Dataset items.
━━━━━━━━━━━━━━━━━━━━━━━━━━━━━━
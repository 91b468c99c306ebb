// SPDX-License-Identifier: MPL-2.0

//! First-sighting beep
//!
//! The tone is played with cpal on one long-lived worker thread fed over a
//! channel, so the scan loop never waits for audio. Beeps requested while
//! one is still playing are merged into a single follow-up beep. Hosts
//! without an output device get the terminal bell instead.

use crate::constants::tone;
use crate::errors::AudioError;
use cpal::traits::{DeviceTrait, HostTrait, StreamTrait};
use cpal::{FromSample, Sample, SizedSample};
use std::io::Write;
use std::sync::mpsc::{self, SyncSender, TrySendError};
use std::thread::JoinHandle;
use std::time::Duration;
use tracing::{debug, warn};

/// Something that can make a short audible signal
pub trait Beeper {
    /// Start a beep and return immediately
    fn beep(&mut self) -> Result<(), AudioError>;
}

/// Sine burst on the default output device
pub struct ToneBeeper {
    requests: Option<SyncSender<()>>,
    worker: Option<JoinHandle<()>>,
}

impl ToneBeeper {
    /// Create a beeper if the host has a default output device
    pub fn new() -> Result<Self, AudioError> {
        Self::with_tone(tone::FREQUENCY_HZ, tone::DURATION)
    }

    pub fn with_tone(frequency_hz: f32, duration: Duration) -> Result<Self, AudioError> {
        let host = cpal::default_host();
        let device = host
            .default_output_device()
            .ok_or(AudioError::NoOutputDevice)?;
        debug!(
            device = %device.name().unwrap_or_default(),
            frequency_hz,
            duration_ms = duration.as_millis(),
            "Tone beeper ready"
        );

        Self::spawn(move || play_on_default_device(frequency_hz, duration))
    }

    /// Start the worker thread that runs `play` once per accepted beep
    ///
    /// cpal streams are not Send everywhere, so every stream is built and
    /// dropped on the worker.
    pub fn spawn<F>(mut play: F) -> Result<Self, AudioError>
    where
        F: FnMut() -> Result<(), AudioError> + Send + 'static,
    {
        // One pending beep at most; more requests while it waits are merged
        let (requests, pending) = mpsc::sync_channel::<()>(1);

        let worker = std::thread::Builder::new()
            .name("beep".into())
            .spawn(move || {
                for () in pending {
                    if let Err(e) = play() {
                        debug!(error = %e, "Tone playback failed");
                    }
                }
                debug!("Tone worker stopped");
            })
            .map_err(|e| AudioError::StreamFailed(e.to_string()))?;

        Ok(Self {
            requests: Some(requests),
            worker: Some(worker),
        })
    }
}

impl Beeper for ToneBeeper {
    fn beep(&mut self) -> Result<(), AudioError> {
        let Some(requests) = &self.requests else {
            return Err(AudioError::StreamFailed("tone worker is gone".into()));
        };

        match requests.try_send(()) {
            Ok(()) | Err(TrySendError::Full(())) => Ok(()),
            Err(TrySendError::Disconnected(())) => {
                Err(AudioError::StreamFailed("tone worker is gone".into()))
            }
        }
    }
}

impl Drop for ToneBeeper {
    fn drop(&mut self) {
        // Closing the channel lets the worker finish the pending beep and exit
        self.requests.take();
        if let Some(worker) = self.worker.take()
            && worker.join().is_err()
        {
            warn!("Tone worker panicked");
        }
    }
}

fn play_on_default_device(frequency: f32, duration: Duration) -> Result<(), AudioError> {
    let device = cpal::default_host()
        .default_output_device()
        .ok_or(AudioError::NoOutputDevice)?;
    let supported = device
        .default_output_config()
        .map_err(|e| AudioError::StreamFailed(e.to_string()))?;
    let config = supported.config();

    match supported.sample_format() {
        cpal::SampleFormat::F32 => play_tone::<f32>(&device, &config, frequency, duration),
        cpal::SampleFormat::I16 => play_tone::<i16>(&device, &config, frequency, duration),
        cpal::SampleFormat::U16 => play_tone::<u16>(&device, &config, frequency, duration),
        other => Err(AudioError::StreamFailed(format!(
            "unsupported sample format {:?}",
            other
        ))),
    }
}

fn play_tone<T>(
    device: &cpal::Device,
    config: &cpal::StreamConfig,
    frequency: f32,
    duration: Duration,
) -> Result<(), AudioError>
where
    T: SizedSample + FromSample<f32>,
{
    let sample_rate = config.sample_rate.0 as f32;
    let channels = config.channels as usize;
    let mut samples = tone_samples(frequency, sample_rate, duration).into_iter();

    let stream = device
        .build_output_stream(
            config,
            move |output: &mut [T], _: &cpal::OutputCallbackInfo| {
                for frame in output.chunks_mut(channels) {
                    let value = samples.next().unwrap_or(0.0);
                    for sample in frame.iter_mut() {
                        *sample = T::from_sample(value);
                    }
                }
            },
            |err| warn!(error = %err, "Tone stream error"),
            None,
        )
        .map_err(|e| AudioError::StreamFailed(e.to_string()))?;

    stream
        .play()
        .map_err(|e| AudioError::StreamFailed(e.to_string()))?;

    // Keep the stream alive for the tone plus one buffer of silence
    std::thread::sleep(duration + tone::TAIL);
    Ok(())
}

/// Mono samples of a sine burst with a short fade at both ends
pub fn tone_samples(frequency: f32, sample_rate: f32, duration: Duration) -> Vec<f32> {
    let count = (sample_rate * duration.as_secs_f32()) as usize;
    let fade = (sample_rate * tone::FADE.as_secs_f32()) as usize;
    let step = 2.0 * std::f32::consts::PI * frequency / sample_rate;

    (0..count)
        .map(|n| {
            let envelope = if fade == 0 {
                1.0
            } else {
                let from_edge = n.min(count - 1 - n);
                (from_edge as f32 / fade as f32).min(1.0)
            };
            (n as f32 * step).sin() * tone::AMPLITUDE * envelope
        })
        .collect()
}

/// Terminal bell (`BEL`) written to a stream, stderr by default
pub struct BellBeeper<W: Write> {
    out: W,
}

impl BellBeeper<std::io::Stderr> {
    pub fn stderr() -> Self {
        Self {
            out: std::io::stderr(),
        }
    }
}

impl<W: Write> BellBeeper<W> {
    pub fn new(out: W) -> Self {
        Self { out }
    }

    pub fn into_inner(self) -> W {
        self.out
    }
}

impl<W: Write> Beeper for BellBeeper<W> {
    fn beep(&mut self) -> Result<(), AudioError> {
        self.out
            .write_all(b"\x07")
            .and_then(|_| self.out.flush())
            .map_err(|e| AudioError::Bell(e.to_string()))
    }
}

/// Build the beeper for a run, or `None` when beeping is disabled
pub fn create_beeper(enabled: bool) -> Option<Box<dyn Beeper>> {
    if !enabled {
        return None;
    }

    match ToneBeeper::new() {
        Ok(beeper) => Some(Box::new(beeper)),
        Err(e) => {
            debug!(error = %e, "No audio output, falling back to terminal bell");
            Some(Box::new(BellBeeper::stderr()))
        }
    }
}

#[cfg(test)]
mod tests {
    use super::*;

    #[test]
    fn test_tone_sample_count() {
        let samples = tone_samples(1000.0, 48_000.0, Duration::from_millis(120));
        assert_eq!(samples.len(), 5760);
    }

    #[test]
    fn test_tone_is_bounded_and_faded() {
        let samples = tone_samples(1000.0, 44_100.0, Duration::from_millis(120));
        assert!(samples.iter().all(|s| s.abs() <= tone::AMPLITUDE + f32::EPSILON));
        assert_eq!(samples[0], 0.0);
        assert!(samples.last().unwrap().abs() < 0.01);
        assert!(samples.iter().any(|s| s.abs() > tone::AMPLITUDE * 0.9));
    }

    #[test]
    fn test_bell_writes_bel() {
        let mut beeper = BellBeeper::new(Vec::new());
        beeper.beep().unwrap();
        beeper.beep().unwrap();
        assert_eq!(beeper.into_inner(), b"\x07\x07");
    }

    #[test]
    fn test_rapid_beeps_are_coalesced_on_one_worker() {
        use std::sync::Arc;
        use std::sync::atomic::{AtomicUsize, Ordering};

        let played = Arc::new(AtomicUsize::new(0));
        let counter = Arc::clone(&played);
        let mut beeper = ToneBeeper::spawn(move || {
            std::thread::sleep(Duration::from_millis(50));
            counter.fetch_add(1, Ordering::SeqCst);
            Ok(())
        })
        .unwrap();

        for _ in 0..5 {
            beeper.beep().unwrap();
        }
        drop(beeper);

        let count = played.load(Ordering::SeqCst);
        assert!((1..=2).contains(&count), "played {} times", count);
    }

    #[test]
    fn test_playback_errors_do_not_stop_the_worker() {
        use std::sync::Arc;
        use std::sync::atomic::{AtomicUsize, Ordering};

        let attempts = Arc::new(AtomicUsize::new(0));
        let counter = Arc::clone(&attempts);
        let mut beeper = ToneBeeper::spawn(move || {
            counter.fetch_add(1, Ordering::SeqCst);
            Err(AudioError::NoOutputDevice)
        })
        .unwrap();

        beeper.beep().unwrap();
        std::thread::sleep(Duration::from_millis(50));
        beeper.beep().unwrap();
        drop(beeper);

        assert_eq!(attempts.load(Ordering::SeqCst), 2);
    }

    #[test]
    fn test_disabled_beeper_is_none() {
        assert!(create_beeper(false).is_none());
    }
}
━━━━━━━━━━━━━━━━━━━━━━━━━━━━━━
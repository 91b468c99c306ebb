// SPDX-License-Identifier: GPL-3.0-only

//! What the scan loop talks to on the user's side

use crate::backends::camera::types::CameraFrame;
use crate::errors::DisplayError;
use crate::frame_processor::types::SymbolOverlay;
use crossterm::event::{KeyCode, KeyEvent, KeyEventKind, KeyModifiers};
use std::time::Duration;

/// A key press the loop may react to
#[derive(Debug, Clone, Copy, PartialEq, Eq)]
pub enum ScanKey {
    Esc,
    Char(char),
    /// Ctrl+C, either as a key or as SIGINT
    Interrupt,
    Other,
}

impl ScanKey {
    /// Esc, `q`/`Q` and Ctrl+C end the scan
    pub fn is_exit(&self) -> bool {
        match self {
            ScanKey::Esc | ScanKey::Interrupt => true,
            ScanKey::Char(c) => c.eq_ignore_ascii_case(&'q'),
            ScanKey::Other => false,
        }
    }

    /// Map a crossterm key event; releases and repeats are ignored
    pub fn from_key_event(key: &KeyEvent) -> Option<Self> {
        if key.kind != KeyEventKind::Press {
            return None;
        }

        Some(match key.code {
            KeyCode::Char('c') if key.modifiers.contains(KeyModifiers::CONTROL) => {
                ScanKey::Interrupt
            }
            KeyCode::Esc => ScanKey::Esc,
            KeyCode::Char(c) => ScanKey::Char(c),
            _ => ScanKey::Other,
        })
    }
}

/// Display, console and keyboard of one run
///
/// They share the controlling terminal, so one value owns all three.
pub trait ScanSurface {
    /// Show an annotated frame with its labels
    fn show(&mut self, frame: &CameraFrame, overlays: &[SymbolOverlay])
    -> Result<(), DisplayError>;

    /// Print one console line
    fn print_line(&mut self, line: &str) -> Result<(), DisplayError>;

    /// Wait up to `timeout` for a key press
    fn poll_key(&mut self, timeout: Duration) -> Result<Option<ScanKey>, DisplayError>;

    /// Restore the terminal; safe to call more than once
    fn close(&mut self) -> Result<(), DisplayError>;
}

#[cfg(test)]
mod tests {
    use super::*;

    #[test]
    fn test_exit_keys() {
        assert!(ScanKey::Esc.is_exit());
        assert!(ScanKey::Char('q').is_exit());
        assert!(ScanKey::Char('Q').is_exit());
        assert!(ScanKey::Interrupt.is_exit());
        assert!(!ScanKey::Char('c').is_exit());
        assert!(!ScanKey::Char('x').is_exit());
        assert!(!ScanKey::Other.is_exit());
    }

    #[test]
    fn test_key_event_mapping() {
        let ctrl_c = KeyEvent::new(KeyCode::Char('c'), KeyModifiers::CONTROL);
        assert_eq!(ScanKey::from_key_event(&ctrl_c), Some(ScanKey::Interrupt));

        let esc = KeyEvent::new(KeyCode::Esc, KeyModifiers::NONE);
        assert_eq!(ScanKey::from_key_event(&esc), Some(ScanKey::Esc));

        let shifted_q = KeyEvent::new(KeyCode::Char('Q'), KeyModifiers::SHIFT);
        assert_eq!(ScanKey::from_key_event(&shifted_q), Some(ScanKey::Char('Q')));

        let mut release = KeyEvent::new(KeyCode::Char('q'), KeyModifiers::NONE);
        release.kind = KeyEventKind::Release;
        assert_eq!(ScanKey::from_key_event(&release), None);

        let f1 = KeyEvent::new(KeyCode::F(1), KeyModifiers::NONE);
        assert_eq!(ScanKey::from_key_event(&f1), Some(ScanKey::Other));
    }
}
━━━━━━━━━━━━━━━━━━━━━━━━━━━━━━
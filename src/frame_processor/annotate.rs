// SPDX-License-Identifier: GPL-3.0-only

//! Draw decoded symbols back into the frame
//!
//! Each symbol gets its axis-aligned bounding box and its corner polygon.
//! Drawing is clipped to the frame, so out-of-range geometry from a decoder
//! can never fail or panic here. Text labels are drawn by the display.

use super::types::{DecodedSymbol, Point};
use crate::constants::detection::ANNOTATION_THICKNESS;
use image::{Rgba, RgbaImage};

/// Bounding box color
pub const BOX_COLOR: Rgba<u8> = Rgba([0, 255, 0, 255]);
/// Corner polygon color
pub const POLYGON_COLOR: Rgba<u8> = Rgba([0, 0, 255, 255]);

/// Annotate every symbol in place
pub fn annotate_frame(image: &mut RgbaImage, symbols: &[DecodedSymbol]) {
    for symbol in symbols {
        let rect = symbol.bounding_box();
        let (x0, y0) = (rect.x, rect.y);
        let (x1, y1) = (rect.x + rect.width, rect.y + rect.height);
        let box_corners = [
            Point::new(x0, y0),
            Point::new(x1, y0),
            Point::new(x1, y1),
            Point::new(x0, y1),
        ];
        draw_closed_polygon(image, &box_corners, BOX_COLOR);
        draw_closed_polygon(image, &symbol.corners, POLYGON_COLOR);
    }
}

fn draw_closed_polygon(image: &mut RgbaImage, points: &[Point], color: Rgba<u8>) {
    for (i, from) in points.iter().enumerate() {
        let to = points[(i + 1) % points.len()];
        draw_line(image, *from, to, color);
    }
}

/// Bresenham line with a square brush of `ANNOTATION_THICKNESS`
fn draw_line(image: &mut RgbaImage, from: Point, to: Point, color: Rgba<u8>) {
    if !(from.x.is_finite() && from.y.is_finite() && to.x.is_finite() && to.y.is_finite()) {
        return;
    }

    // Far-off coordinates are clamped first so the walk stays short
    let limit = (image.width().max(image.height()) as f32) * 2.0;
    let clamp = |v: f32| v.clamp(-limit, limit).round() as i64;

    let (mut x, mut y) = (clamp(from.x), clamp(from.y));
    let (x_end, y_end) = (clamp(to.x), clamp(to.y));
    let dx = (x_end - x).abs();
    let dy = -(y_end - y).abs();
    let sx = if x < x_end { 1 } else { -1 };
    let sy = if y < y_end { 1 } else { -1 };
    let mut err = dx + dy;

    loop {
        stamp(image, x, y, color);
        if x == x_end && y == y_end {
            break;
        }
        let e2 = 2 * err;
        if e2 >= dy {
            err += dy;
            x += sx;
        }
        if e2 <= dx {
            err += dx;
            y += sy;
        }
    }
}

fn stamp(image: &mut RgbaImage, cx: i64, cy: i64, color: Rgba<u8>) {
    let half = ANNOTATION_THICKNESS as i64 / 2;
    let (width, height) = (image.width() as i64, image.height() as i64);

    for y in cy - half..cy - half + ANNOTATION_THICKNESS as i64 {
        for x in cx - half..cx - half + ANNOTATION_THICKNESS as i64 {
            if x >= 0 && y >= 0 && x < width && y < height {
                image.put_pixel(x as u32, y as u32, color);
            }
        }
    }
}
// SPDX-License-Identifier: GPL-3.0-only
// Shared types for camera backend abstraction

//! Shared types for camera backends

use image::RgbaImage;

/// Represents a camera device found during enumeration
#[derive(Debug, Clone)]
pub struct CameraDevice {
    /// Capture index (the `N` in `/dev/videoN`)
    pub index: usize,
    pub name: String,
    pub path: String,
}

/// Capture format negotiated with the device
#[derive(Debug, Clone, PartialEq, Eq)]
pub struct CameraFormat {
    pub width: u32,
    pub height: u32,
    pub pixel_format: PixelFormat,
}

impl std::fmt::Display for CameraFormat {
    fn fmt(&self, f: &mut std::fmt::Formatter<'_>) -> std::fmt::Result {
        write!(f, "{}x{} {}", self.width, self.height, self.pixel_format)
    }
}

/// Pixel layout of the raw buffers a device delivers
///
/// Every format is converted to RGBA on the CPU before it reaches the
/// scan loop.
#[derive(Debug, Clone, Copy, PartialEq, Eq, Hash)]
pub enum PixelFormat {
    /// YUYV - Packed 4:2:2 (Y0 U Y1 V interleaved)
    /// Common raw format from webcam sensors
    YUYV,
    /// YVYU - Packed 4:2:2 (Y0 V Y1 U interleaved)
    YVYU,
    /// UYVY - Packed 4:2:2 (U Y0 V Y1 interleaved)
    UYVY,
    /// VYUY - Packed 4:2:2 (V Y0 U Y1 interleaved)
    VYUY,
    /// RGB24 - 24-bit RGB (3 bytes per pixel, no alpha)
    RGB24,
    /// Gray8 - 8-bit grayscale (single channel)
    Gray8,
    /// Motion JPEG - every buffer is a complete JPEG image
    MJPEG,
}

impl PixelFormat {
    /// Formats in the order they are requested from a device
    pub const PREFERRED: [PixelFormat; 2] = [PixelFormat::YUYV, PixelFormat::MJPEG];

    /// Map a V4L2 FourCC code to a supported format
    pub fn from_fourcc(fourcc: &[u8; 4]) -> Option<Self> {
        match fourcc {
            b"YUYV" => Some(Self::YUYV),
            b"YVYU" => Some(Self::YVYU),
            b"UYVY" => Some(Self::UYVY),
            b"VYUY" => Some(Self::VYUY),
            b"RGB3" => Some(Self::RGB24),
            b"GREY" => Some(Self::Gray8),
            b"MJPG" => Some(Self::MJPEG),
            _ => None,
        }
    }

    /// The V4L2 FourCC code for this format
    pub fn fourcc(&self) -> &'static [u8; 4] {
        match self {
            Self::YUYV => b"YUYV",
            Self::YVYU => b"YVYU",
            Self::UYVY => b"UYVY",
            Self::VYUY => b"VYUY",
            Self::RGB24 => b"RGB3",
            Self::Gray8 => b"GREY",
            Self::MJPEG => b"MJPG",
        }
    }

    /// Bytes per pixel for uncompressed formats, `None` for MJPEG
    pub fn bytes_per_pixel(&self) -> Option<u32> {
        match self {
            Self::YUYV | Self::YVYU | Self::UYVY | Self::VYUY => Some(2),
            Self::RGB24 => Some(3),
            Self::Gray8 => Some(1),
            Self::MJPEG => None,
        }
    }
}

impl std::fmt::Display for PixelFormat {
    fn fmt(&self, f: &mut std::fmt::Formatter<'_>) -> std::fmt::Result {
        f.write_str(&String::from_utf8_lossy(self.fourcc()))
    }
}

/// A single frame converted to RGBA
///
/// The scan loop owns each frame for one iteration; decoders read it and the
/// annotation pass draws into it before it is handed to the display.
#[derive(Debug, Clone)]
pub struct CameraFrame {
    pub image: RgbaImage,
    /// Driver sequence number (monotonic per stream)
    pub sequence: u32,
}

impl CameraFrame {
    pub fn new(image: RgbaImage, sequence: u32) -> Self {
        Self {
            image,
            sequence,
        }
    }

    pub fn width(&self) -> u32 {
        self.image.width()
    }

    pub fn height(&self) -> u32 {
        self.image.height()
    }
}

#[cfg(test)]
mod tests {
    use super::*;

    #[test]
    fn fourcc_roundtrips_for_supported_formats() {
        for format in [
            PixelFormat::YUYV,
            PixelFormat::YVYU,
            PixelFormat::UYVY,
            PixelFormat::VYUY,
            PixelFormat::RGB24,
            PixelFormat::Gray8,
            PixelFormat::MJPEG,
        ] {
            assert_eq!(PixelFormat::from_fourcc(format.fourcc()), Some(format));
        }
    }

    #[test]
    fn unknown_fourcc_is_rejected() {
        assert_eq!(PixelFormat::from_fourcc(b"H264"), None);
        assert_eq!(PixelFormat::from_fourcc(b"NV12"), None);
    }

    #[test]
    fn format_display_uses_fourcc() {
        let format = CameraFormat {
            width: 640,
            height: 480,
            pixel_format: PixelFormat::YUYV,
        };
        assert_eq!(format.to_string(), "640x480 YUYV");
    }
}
━━━━━━━━━━━━━━━━━━━━━━━━━━━━━━
Exercise objective. From the records above, return each line that includes "MJPEG".

Answer space.
    MJPEG,
    pub const PREFERRED: [PixelFormat; 2] = [PixelFormat::YUYV, PixelFormat::MJPEG];
            b"MJPG" => Some(Self::MJPEG),
            Self::MJPEG => b"MJPG",
    /// Bytes per pixel for uncompressed formats, `None` for MJPEG
            Self::MJPEG => None,
            PixelFormat::MJPEG,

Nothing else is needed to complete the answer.